* WORK ORDER
Show, from the records below, all lines that contain the word "OutriggerConfig".

Stored items:
□ □ □ □ □
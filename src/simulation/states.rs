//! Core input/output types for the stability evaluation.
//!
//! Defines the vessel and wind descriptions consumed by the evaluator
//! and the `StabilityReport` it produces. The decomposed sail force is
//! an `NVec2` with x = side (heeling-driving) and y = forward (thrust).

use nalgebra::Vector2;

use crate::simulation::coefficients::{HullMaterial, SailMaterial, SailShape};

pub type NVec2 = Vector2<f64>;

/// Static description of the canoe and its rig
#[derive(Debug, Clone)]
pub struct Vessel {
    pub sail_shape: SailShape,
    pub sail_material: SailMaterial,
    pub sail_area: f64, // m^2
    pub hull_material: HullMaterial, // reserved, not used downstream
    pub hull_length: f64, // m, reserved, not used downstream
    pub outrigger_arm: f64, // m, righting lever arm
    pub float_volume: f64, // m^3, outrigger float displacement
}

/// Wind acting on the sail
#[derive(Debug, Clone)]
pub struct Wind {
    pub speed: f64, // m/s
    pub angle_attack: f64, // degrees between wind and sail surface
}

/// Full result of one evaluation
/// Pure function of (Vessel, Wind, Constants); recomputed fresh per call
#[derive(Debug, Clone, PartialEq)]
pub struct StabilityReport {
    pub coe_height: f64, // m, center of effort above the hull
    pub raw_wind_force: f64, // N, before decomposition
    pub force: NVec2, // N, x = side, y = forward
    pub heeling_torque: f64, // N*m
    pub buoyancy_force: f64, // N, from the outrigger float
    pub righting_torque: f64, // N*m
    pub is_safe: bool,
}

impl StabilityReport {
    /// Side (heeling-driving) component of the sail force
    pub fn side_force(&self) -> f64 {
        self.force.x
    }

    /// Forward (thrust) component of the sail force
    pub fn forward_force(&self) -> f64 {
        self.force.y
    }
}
□ □ □ □ □
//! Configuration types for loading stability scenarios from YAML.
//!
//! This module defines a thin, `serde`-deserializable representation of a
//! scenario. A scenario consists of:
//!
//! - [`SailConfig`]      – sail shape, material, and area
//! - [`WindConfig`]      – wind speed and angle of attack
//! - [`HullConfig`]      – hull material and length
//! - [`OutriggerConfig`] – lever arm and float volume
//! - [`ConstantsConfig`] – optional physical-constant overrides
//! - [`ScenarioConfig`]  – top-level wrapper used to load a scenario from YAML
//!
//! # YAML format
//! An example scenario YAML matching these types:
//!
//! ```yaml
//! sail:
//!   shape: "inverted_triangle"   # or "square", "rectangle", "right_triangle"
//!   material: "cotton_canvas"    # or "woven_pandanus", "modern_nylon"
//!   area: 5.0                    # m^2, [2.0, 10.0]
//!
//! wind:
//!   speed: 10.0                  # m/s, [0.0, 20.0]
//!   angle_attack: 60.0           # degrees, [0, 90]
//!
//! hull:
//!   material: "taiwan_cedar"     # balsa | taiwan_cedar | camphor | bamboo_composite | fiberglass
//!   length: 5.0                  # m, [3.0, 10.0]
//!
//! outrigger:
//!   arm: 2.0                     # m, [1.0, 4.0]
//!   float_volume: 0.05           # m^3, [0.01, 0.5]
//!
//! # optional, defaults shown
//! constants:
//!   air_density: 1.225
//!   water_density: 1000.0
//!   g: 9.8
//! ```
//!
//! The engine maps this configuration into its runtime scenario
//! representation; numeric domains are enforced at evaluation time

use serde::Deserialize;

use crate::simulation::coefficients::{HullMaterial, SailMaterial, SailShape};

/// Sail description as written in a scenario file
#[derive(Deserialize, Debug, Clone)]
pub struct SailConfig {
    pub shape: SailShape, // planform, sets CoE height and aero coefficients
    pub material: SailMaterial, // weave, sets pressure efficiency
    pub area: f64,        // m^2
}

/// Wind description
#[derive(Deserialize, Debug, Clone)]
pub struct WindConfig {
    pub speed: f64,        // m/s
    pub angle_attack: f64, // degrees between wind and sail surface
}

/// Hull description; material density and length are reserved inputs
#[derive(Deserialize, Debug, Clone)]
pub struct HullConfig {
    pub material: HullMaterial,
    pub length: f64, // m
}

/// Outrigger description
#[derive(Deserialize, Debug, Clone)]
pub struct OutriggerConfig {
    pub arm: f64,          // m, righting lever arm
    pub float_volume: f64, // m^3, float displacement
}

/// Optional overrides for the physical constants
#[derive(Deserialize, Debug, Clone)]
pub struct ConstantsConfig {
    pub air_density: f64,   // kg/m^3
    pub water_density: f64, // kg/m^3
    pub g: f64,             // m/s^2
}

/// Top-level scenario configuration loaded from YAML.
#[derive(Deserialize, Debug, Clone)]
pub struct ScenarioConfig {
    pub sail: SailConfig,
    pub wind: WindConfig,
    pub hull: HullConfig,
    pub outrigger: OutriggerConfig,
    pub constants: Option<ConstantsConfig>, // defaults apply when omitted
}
□ □ □ □ □
* ANSWER TO THIS PROBLEM
//! - [`OutriggerConfig`] – lever arm and float volume
pub struct OutriggerConfig {
    pub outrigger: OutriggerConfig,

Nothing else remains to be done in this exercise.